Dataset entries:
+ + + + +
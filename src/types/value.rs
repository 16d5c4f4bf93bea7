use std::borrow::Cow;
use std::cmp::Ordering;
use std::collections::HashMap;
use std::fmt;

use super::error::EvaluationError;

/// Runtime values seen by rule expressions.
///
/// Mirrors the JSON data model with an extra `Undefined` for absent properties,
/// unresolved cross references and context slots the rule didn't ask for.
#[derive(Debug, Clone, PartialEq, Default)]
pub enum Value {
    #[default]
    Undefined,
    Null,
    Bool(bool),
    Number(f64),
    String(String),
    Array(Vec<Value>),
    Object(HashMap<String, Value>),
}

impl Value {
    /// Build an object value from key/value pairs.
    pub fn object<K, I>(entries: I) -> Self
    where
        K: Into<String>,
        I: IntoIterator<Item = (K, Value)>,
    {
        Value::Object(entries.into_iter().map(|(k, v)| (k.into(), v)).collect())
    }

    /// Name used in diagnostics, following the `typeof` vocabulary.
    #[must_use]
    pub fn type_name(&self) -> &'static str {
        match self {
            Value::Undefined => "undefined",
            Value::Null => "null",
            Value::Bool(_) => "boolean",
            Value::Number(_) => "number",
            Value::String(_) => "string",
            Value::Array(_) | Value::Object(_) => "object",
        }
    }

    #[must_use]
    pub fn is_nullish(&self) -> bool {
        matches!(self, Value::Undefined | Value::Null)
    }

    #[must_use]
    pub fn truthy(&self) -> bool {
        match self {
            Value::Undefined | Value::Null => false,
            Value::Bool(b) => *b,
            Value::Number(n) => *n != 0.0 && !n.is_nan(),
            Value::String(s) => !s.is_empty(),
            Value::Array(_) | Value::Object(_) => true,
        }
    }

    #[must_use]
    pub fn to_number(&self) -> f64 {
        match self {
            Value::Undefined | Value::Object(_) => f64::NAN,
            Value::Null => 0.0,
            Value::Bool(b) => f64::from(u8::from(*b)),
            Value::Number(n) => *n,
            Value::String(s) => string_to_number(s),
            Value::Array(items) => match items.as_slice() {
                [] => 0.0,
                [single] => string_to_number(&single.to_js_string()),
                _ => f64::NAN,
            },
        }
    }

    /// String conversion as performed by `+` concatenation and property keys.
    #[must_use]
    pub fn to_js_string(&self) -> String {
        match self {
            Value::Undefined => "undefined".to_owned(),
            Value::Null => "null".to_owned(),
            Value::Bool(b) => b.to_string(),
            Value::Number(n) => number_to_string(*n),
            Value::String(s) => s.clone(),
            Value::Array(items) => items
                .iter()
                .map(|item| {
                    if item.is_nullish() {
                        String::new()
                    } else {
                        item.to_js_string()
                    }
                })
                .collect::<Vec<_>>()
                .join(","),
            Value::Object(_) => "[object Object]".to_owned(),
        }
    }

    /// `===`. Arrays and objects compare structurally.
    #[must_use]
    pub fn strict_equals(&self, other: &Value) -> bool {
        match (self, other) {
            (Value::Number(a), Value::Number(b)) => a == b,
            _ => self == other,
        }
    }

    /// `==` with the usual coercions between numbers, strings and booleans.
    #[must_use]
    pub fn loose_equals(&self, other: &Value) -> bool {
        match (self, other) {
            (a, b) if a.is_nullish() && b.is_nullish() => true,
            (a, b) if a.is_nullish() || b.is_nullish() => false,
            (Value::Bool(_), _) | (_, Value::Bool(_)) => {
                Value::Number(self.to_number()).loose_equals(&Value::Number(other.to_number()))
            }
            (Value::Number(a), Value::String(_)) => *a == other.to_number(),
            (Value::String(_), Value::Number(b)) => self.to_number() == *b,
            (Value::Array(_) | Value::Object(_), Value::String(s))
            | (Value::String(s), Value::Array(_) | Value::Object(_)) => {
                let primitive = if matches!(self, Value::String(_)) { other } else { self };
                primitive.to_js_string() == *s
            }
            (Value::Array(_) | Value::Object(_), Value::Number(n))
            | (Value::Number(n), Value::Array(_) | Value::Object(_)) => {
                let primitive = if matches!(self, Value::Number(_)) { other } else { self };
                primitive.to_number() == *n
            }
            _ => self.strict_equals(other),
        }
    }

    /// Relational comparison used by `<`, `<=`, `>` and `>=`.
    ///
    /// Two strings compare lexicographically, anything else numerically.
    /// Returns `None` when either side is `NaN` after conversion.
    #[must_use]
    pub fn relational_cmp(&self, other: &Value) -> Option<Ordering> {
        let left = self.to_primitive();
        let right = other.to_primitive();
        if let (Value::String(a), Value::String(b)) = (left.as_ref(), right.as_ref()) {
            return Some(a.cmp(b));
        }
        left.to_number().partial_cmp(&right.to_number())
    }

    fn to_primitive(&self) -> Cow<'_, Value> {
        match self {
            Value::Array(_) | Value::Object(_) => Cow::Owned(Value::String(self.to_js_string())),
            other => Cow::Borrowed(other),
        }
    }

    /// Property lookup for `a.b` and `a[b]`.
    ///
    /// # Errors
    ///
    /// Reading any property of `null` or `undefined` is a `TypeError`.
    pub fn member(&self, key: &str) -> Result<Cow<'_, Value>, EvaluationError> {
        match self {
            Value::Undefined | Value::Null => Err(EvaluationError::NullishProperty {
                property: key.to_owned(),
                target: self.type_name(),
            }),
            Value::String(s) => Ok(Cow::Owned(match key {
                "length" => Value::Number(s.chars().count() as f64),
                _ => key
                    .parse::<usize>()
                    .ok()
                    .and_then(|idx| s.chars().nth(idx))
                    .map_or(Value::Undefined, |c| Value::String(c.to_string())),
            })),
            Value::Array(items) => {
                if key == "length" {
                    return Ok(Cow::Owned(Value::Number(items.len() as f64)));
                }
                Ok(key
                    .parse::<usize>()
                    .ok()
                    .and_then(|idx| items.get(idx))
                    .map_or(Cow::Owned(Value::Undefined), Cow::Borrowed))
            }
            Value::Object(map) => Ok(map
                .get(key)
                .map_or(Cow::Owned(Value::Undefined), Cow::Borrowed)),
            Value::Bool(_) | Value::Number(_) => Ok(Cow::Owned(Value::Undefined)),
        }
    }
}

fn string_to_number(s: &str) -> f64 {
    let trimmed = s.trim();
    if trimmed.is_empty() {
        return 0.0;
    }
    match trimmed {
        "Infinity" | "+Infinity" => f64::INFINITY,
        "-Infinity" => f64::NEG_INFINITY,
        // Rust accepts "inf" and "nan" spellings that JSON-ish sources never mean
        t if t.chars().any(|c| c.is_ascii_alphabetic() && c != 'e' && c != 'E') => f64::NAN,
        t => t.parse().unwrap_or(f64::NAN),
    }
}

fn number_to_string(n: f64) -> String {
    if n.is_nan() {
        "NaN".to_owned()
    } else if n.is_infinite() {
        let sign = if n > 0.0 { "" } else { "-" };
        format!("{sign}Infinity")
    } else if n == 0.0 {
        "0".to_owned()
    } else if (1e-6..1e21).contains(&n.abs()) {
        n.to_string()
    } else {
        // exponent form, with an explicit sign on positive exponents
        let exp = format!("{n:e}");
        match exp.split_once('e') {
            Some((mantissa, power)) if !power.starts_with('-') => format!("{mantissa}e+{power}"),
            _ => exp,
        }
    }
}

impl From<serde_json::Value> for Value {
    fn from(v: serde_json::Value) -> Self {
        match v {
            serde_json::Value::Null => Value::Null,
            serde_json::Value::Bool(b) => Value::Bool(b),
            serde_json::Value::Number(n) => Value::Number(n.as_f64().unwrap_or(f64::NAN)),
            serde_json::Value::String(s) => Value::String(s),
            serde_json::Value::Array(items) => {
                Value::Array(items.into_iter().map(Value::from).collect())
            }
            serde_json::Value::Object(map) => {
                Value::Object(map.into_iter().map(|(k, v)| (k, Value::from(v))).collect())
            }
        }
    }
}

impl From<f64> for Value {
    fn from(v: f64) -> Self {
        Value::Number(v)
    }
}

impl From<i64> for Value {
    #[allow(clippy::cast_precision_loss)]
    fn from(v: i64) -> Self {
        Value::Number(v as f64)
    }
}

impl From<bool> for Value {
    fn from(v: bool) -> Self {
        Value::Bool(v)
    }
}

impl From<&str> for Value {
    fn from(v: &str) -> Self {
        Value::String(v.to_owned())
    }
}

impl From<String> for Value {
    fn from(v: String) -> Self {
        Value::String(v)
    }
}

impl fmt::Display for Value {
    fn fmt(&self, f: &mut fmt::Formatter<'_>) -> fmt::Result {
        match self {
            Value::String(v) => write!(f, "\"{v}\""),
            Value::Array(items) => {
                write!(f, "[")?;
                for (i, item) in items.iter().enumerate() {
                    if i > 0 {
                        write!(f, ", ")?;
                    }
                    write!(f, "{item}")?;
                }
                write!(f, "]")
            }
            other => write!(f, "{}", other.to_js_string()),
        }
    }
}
+ + + + +
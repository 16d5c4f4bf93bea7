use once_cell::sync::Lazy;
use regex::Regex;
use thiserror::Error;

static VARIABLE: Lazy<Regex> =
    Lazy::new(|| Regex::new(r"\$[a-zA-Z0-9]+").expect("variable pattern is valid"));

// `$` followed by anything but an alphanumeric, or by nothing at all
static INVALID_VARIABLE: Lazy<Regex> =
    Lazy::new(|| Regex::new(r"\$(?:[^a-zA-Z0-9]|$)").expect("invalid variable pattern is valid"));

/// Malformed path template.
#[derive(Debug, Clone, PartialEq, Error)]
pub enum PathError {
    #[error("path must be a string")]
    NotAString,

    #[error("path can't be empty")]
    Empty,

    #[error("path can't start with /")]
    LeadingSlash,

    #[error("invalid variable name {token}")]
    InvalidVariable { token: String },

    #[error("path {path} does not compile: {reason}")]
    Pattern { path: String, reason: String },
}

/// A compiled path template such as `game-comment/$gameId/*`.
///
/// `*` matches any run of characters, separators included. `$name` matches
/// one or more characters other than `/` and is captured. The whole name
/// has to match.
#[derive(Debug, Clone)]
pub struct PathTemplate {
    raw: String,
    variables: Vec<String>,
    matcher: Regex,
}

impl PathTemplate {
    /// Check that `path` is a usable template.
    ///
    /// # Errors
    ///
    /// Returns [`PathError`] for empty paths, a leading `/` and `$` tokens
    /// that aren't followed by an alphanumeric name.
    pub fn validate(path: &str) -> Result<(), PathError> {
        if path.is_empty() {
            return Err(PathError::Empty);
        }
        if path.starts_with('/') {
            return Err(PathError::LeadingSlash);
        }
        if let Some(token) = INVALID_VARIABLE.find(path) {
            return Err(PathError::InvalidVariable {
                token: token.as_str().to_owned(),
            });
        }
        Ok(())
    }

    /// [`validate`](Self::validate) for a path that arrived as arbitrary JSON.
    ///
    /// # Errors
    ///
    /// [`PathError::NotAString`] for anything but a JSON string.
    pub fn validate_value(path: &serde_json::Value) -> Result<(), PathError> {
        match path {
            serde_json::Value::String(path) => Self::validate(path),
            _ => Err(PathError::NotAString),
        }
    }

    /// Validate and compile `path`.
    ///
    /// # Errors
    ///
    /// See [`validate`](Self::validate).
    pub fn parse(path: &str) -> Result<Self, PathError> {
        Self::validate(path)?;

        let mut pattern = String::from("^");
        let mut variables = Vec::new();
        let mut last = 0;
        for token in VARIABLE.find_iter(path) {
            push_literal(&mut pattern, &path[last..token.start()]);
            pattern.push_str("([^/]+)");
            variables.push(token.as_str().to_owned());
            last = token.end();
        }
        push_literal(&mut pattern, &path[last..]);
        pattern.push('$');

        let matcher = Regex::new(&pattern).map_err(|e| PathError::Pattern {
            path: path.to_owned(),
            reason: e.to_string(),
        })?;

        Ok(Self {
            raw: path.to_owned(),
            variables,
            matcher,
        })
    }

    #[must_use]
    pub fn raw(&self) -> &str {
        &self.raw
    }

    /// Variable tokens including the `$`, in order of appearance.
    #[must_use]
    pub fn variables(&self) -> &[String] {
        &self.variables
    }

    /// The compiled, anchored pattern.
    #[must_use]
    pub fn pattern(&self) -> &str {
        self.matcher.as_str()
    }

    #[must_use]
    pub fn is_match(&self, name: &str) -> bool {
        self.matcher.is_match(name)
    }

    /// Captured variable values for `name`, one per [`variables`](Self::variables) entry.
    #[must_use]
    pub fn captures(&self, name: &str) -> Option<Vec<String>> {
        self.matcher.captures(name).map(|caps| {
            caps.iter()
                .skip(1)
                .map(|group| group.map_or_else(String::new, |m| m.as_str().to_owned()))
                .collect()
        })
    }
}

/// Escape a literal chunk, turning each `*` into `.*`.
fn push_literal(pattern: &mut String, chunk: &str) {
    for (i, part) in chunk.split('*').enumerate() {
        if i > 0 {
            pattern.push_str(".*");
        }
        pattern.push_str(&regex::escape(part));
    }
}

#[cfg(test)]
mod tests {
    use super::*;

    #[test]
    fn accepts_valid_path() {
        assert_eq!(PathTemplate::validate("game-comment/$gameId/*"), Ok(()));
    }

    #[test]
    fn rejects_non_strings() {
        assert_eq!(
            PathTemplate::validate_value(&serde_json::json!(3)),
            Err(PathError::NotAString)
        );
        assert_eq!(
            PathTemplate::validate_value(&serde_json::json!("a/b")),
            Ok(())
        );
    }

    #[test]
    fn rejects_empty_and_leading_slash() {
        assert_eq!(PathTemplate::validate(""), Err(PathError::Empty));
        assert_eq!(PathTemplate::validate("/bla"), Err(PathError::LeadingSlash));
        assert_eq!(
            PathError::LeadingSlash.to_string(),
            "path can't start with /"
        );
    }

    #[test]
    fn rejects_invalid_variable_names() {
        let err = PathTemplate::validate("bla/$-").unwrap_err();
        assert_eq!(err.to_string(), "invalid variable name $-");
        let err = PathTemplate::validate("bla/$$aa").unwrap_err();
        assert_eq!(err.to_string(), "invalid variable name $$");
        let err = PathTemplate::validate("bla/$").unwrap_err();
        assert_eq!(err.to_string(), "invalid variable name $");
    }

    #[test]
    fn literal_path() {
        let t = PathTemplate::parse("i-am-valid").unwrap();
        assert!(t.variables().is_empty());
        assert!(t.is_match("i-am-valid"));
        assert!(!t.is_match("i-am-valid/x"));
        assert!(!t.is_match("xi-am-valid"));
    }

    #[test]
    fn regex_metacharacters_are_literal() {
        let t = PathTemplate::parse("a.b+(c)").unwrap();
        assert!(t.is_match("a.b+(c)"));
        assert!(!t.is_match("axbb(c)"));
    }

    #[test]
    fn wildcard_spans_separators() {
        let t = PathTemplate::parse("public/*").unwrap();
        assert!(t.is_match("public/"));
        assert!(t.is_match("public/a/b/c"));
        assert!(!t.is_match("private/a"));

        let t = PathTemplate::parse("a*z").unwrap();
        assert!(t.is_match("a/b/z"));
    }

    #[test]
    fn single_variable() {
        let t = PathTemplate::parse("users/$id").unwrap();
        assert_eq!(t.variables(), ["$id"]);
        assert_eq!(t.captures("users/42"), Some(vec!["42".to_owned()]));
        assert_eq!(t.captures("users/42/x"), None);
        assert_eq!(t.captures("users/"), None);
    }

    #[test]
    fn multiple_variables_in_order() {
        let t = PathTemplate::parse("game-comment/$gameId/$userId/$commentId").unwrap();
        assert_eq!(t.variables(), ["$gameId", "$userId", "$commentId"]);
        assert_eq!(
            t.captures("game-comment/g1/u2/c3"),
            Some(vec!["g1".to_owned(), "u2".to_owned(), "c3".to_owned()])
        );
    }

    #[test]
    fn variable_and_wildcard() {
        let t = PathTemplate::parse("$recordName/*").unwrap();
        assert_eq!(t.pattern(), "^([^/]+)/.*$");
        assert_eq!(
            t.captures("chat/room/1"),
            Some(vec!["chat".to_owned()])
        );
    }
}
+ + + + +
PROBLEM TO WORK ON
Going back to the entries above, set down exactly the lines that begin at the one with "primitive.to_number() == *n" and end at the one with "Reading any property", both included, and nothing else.

ANSWER BELOW
                primitive.to_number() == *n
            }
            _ => self.strict_equals(other),
        }
    }

    /// Relational comparison used by `<`, `<=`, `>` and `>=`.
    ///
    /// Two strings compare lexicographically, anything else numerically.
    /// Returns `None` when either side is `NaN` after conversion.
    #[must_use]
    pub fn relational_cmp(&self, other: &Value) -> Option<Ordering> {
        let left = self.to_primitive();
        let right = other.to_primitive();
        if let (Value::String(a), Value::String(b)) = (left.as_ref(), right.as_ref()) {
            return Some(a.cmp(b));
        }
        left.to_number().partial_cmp(&right.to_number())
    }

    fn to_primitive(&self) -> Cow<'_, Value> {
        match self {
            Value::Array(_) | Value::Object(_) => Cow::Owned(Value::String(self.to_js_string())),
            other => Cow::Borrowed(other),
        }
    }

    /// Property lookup for `a.b` and `a[b]`.
    ///
    /// # Errors
    ///
    /// Reading any property of `null` or `undefined` is a `TypeError`.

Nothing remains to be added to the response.